(Problem requirements): Supply the number of lines in the listing below in which the word "entries" occurs, and nothing else.
**** Records
//! # Model basis registry
//!
//! Maps names to shared [`ModelBasis`] instances so that definitions assembled from
//! configuration can refer to a basis by name. A registry is cheap to share between
//! threads; registration and lookup take `&self`.
//!
//! ```
//! use std::sync::Arc;
//! use multifit::primitives::{LocalPsf, ModelBasis};
//! use multifit::registry::BasisRegistry;
//!
//! #[derive(Debug)]
//! struct Gaussians(usize);
//!
//! impl ModelBasis for Gaussians {
//!     fn basis_size(&self) -> usize {
//!         self.0
//!     }
//!     fn convolve(&self, _psf: &dyn LocalPsf) -> Arc<dyn ModelBasis> {
//!         Arc::new(Gaussians(self.0))
//!     }
//! }
//!
//! let registry = BasisRegistry::new();
//! assert!(registry.register("gauss3", Arc::new(Gaussians(3))));
//! assert!(!registry.register("gauss3", Arc::new(Gaussians(5))));
//! assert_eq!(registry.lookup("gauss3").unwrap().basis_size(), 3);
//! assert!(registry.lookup("sersic").is_err());
//! ```

use std::collections::hash_map::Entry;
use std::collections::HashMap;
use std::sync::Arc;

use ahash::RandomState;
use log::debug;
use parking_lot::RwLock;

use crate::multifit_errors::MultifitError;
use crate::primitives::ModelBasis;

#[derive(Debug, Default)]
pub struct BasisRegistry {
    entries: RwLock<HashMap<String, Arc<dyn ModelBasis>, RandomState>>,
}

impl BasisRegistry {
    pub fn new() -> Self {
        Self::default()
    }

    /// Register `basis` under `name`.
    ///
    /// Return
    /// ----------
    /// * `true` if the name was free, `false` if it was already taken. An existing entry is
    ///   never replaced.
    pub fn register(&self, name: &str, basis: Arc<dyn ModelBasis>) -> bool {
        match self.entries.write().entry(name.to_owned()) {
            Entry::Occupied(_) => {
                debug!("basis '{name}' is already registered");
                false
            }
            Entry::Vacant(slot) => {
                slot.insert(basis);
                true
            }
        }
    }

    /// Shared handle on the basis registered under `name`.
    ///
    /// Errors
    /// ----------
    /// * [`MultifitError::BasisNotFound`] if nothing is registered under `name`.
    pub fn lookup(&self, name: &str) -> Result<Arc<dyn ModelBasis>, MultifitError> {
        self.entries
            .read()
            .get(name)
            .cloned()
            .ok_or_else(|| MultifitError::BasisNotFound(name.to_owned()))
    }

    pub fn len(&self) -> usize {
        self.entries.read().len()
    }

    pub fn is_empty(&self) -> bool {
        self.entries.read().is_empty()
    }
}

#[cfg(test)]
mod registry_test {
    use super::*;
    use crate::unit_test_global::MockBasis;

    #[test]
    fn test_first_registration_wins() {
        let registry = BasisRegistry::new();
        let first = MockBasis::new(2);
        assert!(registry.register("disk", Arc::clone(&first)));
        assert!(!registry.register("disk", MockBasis::new(7)));
        assert_eq!(registry.len(), 1);
        assert!(Arc::ptr_eq(&registry.lookup("disk").unwrap(), &first));
    }

    #[test]
    fn test_lookup_miss() {
        let registry = BasisRegistry::new();
        assert!(registry.is_empty());
        assert_eq!(
            registry.lookup("bulge").unwrap_err(),
            MultifitError::BasisNotFound("bulge".into())
        );
    }
}
use std::fmt;
use std::ops::Range;
use std::sync::Arc;

use crate::constants::Id;
use crate::definition;
use crate::multifit_errors::MultifitError;
use crate::parameters::{Ellipticity, GridComponent, ParameterKind, Position, Radius};
use crate::primitives::ModelBasis;

use super::frame::Frame;

/// An object of a [`Grid`](super::Grid).
///
/// Parameter components are shared handles: objects that shared a component in the
/// definition hold the very same grid component. The object's sources occupy a
/// contiguous range of the grid's source array, one per frame in frame order.
#[derive(Debug)]
pub struct Object {
    id: Id,
    pub(crate) position: Option<GridComponent<Position>>,
    pub(crate) radius: Option<GridComponent<Radius>>,
    pub(crate) ellipticity: Option<GridComponent<Ellipticity>>,
    basis: Option<Arc<dyn ModelBasis>>,
    coefficient_offset: usize,
    coefficient_count: usize,
    pub(crate) sources: Range<usize>,
}

impl Object {
    /// Components are attached afterwards by the builder, once deduplicated.
    pub(crate) fn from_definition(def: &definition::Object, coefficient_offset: usize) -> Self {
        let basis = def.basis().cloned();
        Object {
            id: def.id(),
            position: None,
            radius: None,
            ellipticity: None,
            coefficient_count: basis.as_ref().map_or(0, |b| b.basis_size()),
            basis,
            coefficient_offset,
            sources: 0..0,
        }
    }

    /// Definition object carrying the same id and basis, without components.
    pub(crate) fn to_definition(&self) -> definition::Object {
        let mut object = definition::Object::new(self.id);
        object.set_basis(self.basis.clone());
        object
    }

    /// Check that the object can be rendered in every frame: an object without basis is
    /// a point source and needs a PSF everywhere.
    pub(crate) fn validate(&self, frames: &[Frame]) -> Result<(), MultifitError> {
        if self.basis.is_some() {
            return Ok(());
        }
        match frames.iter().find(|frame| frame.psf().is_none()) {
            Some(frame) => Err(MultifitError::MissingBasisOrPsf {
                object: self.id,
                frame: frame.id(),
            }),
            None => Ok(()),
        }
    }

    pub fn id(&self) -> Id {
        self.id
    }

    pub fn position(&self) -> Option<&GridComponent<Position>> {
        self.position.as_ref()
    }

    pub fn radius(&self) -> Option<&GridComponent<Radius>> {
        self.radius.as_ref()
    }

    pub fn ellipticity(&self) -> Option<&GridComponent<Ellipticity>> {
        self.ellipticity.as_ref()
    }

    pub fn component<K: ParameterKind>(&self) -> Option<&GridComponent<K>> {
        K::grid_slot(self)
    }

    pub fn basis(&self) -> Option<&Arc<dyn ModelBasis>> {
        self.basis.as_ref()
    }

    /// Start of this object's linear coefficients in the grid-wide coefficient vector.
    pub fn coefficient_offset(&self) -> usize {
        self.coefficient_offset
    }

    pub fn coefficient_count(&self) -> usize {
        self.coefficient_count
    }

    /// Indices of this object's sources in the grid's source array.
    pub fn source_range(&self) -> Range<usize> {
        self.sources.clone()
    }
}

impl fmt::Display for Object {
    fn fmt(&self, f: &mut fmt::Formatter<'_>) -> fmt::Result {
        write!(f, "Object {} = {{", self.id)?;
        if let Some(p) = &self.position {
            write!(f, "position {:?}, ", p.offset())?;
        }
        if let Some(r) = &self.radius {
            write!(f, "radius {:?}, ", r.offset())?;
        }
        if let Some(e) = &self.ellipticity {
            write!(f, "ellipticity {:?}, ", e.offset())?;
        }
        write!(
            f,
            "{} coefficients @ {}}}",
            self.coefficient_count, self.coefficient_offset
        )
    }
}
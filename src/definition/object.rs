use std::sync::Arc;

use crate::constants::Id;
use crate::parameters::{Ellipticity, ParameterKind, Position, Radius, SharedComponent};
use crate::primitives::ModelBasis;

/// An astronomical object of a [`Definition`](super::Definition).
///
/// Each parameter component is optional and may be the same instance as another object's
/// component; the grid preserves that sharing. The basis may only be omitted when every
/// frame provides a PSF, in which case the object is modelled as a point source.
#[derive(Debug, Clone)]
pub struct Object {
    id: Id,
    pub(crate) position: Option<SharedComponent<Position>>,
    pub(crate) radius: Option<SharedComponent<Radius>>,
    pub(crate) ellipticity: Option<SharedComponent<Ellipticity>>,
    basis: Option<Arc<dyn ModelBasis>>,
}

impl Object {
    pub fn new(id: Id) -> Self {
        Object {
            id,
            position: None,
            radius: None,
            ellipticity: None,
            basis: None,
        }
    }

    pub fn id(&self) -> Id {
        self.id
    }

    pub fn with_position(mut self, position: SharedComponent<Position>) -> Self {
        self.position = Some(position);
        self
    }

    pub fn with_radius(mut self, radius: SharedComponent<Radius>) -> Self {
        self.radius = Some(radius);
        self
    }

    pub fn with_ellipticity(mut self, ellipticity: SharedComponent<Ellipticity>) -> Self {
        self.ellipticity = Some(ellipticity);
        self
    }

    pub fn with_basis(mut self, basis: Arc<dyn ModelBasis>) -> Self {
        self.basis = Some(basis);
        self
    }

    pub fn position(&self) -> Option<&SharedComponent<Position>> {
        self.position.as_ref()
    }

    pub fn radius(&self) -> Option<&SharedComponent<Radius>> {
        self.radius.as_ref()
    }

    pub fn ellipticity(&self) -> Option<&SharedComponent<Ellipticity>> {
        self.ellipticity.as_ref()
    }

    /// Component of kind `K`, if any.
    pub fn component<K: ParameterKind>(&self) -> Option<&SharedComponent<K>> {
        K::definition_slot(self)
    }

    /// Replace (or clear) the component of kind `K`.
    pub fn set_component<K: ParameterKind>(&mut self, component: Option<SharedComponent<K>>) {
        *K::definition_slot_mut(self) = component;
    }

    pub fn basis(&self) -> Option<&Arc<dyn ModelBasis>> {
        self.basis.as_ref()
    }

    pub fn set_basis(&mut self, basis: Option<Arc<dyn ModelBasis>>) {
        self.basis = basis;
    }
}

#[cfg(test)]
mod object_test {
    use nalgebra::Point2;

    use super::*;
    use crate::definition::ParameterComponent;

    #[test]
    fn test_generic_component_access() {
        let radius = ParameterComponent::<Radius>::make(2.0, true);
        let mut obj = Object::new(1)
            .with_position(ParameterComponent::<Position>::make(Point2::new(1.0, 2.0), false))
            .with_radius(Arc::clone(&radius));

        assert!(Arc::ptr_eq(obj.component::<Radius>().unwrap(), &radius));
        assert!(obj.component::<Ellipticity>().is_none());
        assert_eq!(
            obj.component::<Position>().unwrap().value(),
            Point2::new(1.0, 2.0)
        );

        obj.set_component::<Radius>(None);
        assert!(obj.radius().is_none());
    }
}
//! # Nonlinear parameter components
//!
//! A model object is described by up to three **parameter components**, one per
//! [`ParameterKind`]:
//!
//! | Kind            | SIZE | Value                          | Feasible domain                  |
//! |-----------------|------|--------------------------------|----------------------------------|
//! | [`Position`]    | 2    | `Point2<f64>` (x, y)           | unbounded                        |
//! | [`Radius`]      | 1    | `f64`                          | `r >= min_radius`                |
//! | [`Ellipticity`] | 2    | `Vector2<f64>` (η1, η2)        | `|η| <= max_ellipticity`         |
//!
//! Each component carries an `active` flag: active components are free in the fit and
//! occupy `SIZE` consecutive slots of the flat parameter vector of a
//! [`Grid`](crate::grid::Grid); inactive ones are held fixed.
//!
//! Components are shared between objects **by identity**, not by value. Every component
//! instance receives a unique [`ComponentKey`] when it is created, and the grid builder
//! deduplicates on that key, so two objects that hold the same instance end up sharing a
//! single grid component (and a single offset).
//!
//! The kinds are zero-sized marker types. Besides the value codec and the bounds logic,
//! [`ParameterKind`] exposes the storage slot of its kind on definition and grid objects,
//! which lets the builder and the reconstructor walk all three kinds with the same
//! generic code.

pub mod grid_params;

use std::fmt::Debug;
use std::sync::atomic::{AtomicU64, Ordering};
use std::sync::Arc;

use nalgebra::{Point2, Vector2};

use crate::definition;
use crate::grid;

pub use grid_params::{GridParams, GridParamsBuilder};

/// Identity tag of a parameter component instance.
///
/// Keys are drawn from a process-wide counter and never reused, so two components compare
/// equal by key iff they are the same instance.
#[derive(Debug, Clone, Copy, PartialEq, Eq, Hash, PartialOrd, Ord)]
pub struct ComponentKey(u64);

static NEXT_COMPONENT_KEY: AtomicU64 = AtomicU64::new(0);

impl ComponentKey {
    pub(crate) fn next() -> Self {
        ComponentKey(NEXT_COMPONENT_KEY.fetch_add(1, Ordering::Relaxed))
    }
}

/// Shared handle on a definition-side component.
pub type SharedComponent<K> = Arc<definition::ParameterComponent<K>>;

/// Shared handle on a grid-side component.
pub type GridComponent<K> = Arc<grid::ParameterComponent<K>>;

/// Compile-time description of one kind of nonlinear parameter.
pub trait ParameterKind: Debug + Send + Sync + Sized + 'static {
    /// Number of scalars occupied in the flat parameter vector.
    const SIZE: usize;
    const NAME: &'static str;

    type Value: Copy + Debug + PartialEq + Send + Sync;

    /// Decode a value from `params[..Self::SIZE]`.
    fn read_parameters(params: &[f64]) -> Self::Value;

    /// Encode `value` into `params[..Self::SIZE]`.
    fn write_parameters(value: &Self::Value, params: &mut [f64]);

    fn check_bounds(params: &[f64], bounds: &GridParams) -> bool;

    /// Project `params[..Self::SIZE]` onto the feasible domain and return the distance moved.
    ///
    /// Infeasible values always move and always give a positive penalty, NaN and infinite
    /// inputs included; an undefined or infinite distance is charged as `f64::MAX`.
    fn clip_to_bounds(params: &mut [f64], bounds: &GridParams) -> f64;

    fn definition_slot(object: &definition::Object) -> Option<&SharedComponent<Self>>;

    fn definition_slot_mut(object: &mut definition::Object) -> &mut Option<SharedComponent<Self>>;

    fn grid_slot(object: &grid::Object) -> Option<&GridComponent<Self>>;

    fn grid_slot_mut(object: &mut grid::Object) -> &mut Option<GridComponent<Self>>;

    /// Active grid components of this kind, in offset order.
    fn active_components(active: &grid::ActiveComponents) -> &[GridComponent<Self>];

    fn active_components_mut(active: &mut grid::ActiveComponents) -> &mut Vec<GridComponent<Self>>;
}

/// Penalty for a projection that moved a value by `distance`.
fn projection_penalty(distance: f64) -> f64 {
    if distance.is_finite() {
        distance
    } else {
        f64::MAX
    }
}

/// Sign of an infinite component, 0 for a finite one.
fn infinite_direction(v: f64) -> f64 {
    if v.is_infinite() {
        v.signum()
    } else {
        0.0
    }
}

/// Center of an object, in the coordinates of the fit.
#[derive(Debug, Clone, Copy, PartialEq, Eq)]
pub struct Position;

/// Size of an object (trace radius).
#[derive(Debug, Clone, Copy, PartialEq, Eq)]
pub struct Radius;

/// Shape of an object, as a conformal shear.
#[derive(Debug, Clone, Copy, PartialEq, Eq)]
pub struct Ellipticity;

impl ParameterKind for Position {
    const SIZE: usize = 2;
    const NAME: &'static str = "position";

    type Value = Point2<f64>;

    fn read_parameters(params: &[f64]) -> Point2<f64> {
        Point2::new(params[0], params[1])
    }

    fn write_parameters(value: &Point2<f64>, params: &mut [f64]) {
        params[0] = value.x;
        params[1] = value.y;
    }

    fn check_bounds(_params: &[f64], _bounds: &GridParams) -> bool {
        true
    }

    fn clip_to_bounds(_params: &mut [f64], _bounds: &GridParams) -> f64 {
        0.0
    }

    fn definition_slot(object: &definition::Object) -> Option<&SharedComponent<Self>> {
        object.position.as_ref()
    }

    fn definition_slot_mut(object: &mut definition::Object) -> &mut Option<SharedComponent<Self>> {
        &mut object.position
    }

    fn grid_slot(object: &grid::Object) -> Option<&GridComponent<Self>> {
        object.position.as_ref()
    }

    fn grid_slot_mut(object: &mut grid::Object) -> &mut Option<GridComponent<Self>> {
        &mut object.position
    }

    fn active_components(active: &grid::ActiveComponents) -> &[GridComponent<Self>] {
        &active.positions
    }

    fn active_components_mut(active: &mut grid::ActiveComponents) -> &mut Vec<GridComponent<Self>> {
        &mut active.positions
    }
}

impl ParameterKind for Radius {
    const SIZE: usize = 1;
    const NAME: &'static str = "radius";

    type Value = f64;

    fn read_parameters(params: &[f64]) -> f64 {
        params[0]
    }

    fn write_parameters(value: &f64, params: &mut [f64]) {
        params[0] = *value;
    }

    fn check_bounds(params: &[f64], bounds: &GridParams) -> bool {
        params[0] >= bounds.min_radius
    }

    fn clip_to_bounds(params: &mut [f64], bounds: &GridParams) -> f64 {
        if params[0] >= bounds.min_radius {
            return 0.0;
        }
        // NaN lands here too
        let penalty = projection_penalty(bounds.min_radius - params[0]);
        params[0] = bounds.min_radius;
        penalty
    }

    fn definition_slot(object: &definition::Object) -> Option<&SharedComponent<Self>> {
        object.radius.as_ref()
    }

    fn definition_slot_mut(object: &mut definition::Object) -> &mut Option<SharedComponent<Self>> {
        &mut object.radius
    }

    fn grid_slot(object: &grid::Object) -> Option<&GridComponent<Self>> {
        object.radius.as_ref()
    }

    fn grid_slot_mut(object: &mut grid::Object) -> &mut Option<GridComponent<Self>> {
        &mut object.radius
    }

    fn active_components(active: &grid::ActiveComponents) -> &[GridComponent<Self>] {
        &active.radii
    }

    fn active_components_mut(active: &mut grid::ActiveComponents) -> &mut Vec<GridComponent<Self>> {
        &mut active.radii
    }
}

impl ParameterKind for Ellipticity {
    const SIZE: usize = 2;
    const NAME: &'static str = "ellipticity";

    type Value = Vector2<f64>;

    fn read_parameters(params: &[f64]) -> Vector2<f64> {
        Vector2::new(params[0], params[1])
    }

    fn write_parameters(value: &Vector2<f64>, params: &mut [f64]) {
        params[0] = value.x;
        params[1] = value.y;
    }

    fn check_bounds(params: &[f64], bounds: &GridParams) -> bool {
        params[0].hypot(params[1]) <= bounds.max_ellipticity
    }

    fn clip_to_bounds(params: &mut [f64], bounds: &GridParams) -> f64 {
        let magnitude = params[0].hypot(params[1]);
        if magnitude <= bounds.max_ellipticity {
            return 0.0;
        }
        if params[0].is_nan() || params[1].is_nan() {
            params[0] = 0.0;
            params[1] = 0.0;
            return f64::MAX;
        }
        if magnitude.is_infinite() {
            // keep the direction only, so that the rescale below stays finite
            let (a, b) = if params[0].is_infinite() || params[1].is_infinite() {
                (infinite_direction(params[0]), infinite_direction(params[1]))
            } else {
                let largest = params[0].abs().max(params[1].abs());
                (params[0] / largest, params[1] / largest)
            };
            params[0] = a;
            params[1] = b;
        }
        let scale = bounds.max_ellipticity / params[0].hypot(params[1]);
        params[0] *= scale;
        params[1] *= scale;
        // rounding may leave the rescaled value one ulp outside the domain
        while params[0].hypot(params[1]) > bounds.max_ellipticity {
            params[0] *= 1.0 - f64::EPSILON;
            params[1] *= 1.0 - f64::EPSILON;
        }
        projection_penalty(magnitude - bounds.max_ellipticity)
    }

    fn definition_slot(object: &definition::Object) -> Option<&SharedComponent<Self>> {
        object.ellipticity.as_ref()
    }

    fn definition_slot_mut(object: &mut definition::Object) -> &mut Option<SharedComponent<Self>> {
        &mut object.ellipticity
    }

    fn grid_slot(object: &grid::Object) -> Option<&GridComponent<Self>> {
        object.ellipticity.as_ref()
    }

    fn grid_slot_mut(object: &mut grid::Object) -> &mut Option<GridComponent<Self>> {
        &mut object.ellipticity
    }

    fn active_components(active: &grid::ActiveComponents) -> &[GridComponent<Self>] {
        &active.ellipticities
    }

    fn active_components_mut(active: &mut grid::ActiveComponents) -> &mut Vec<GridComponent<Self>> {
        &mut active.ellipticities
    }
}
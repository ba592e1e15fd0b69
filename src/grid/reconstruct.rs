//! Inverse transformation: [`Grid`] → fresh [`Definition`].

use crate::definition::{self, Definition};
use crate::identity_map::IdentityMap;
use crate::parameters::{Ellipticity, ParameterKind, Position, Radius};

use super::object::Object;
use super::Grid;

/// Build a new definition from `grid`.
///
/// Frames and objects are copied shallowly (footprints, PSFs, WCSs, weights and bases are
/// shared with the grid). Parameter components are recreated, one per distinct grid
/// component, so objects sharing a grid component share the new definition component.
/// When `params` is given, active components take their value from it; it must hold at
/// least `grid.parameter_count()` values.
pub(crate) fn make_definition(grid: &Grid, params: Option<&[f64]>) -> Definition {
    let mut result = Definition::new(grid.wcs().cloned());
    for frame in grid.frames() {
        result.add_frame(frame.to_definition());
    }

    let mut objects: Vec<definition::Object> =
        grid.objects().iter().map(Object::to_definition).collect();
    transfer_components::<Position>(grid.objects(), &mut objects, params);
    transfer_components::<Radius>(grid.objects(), &mut objects, params);
    transfer_components::<Ellipticity>(grid.objects(), &mut objects, params);

    for object in objects {
        result.add_object(object);
    }
    result
}

fn transfer_components<K: ParameterKind>(
    input: &[Object],
    output: &mut [definition::Object],
    params: Option<&[f64]>,
) {
    let mut unique: IdentityMap<definition::ParameterComponent<K>> = IdentityMap::new();
    for (grid_object, def_object) in input.iter().zip(output.iter_mut()) {
        let Some(grid_component) = K::grid_slot(grid_object) else {
            continue;
        };
        let (component, _) = unique.register_with(grid_component.key(), || {
            let value = match params {
                Some(params) => grid_component.read_value(params),
                None => *grid_component.value(),
            };
            definition::ParameterComponent::new(value, grid_component.is_active())
        });
        def_object.set_component::<K>(Some(component));
    }
}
********
(Answer section): 5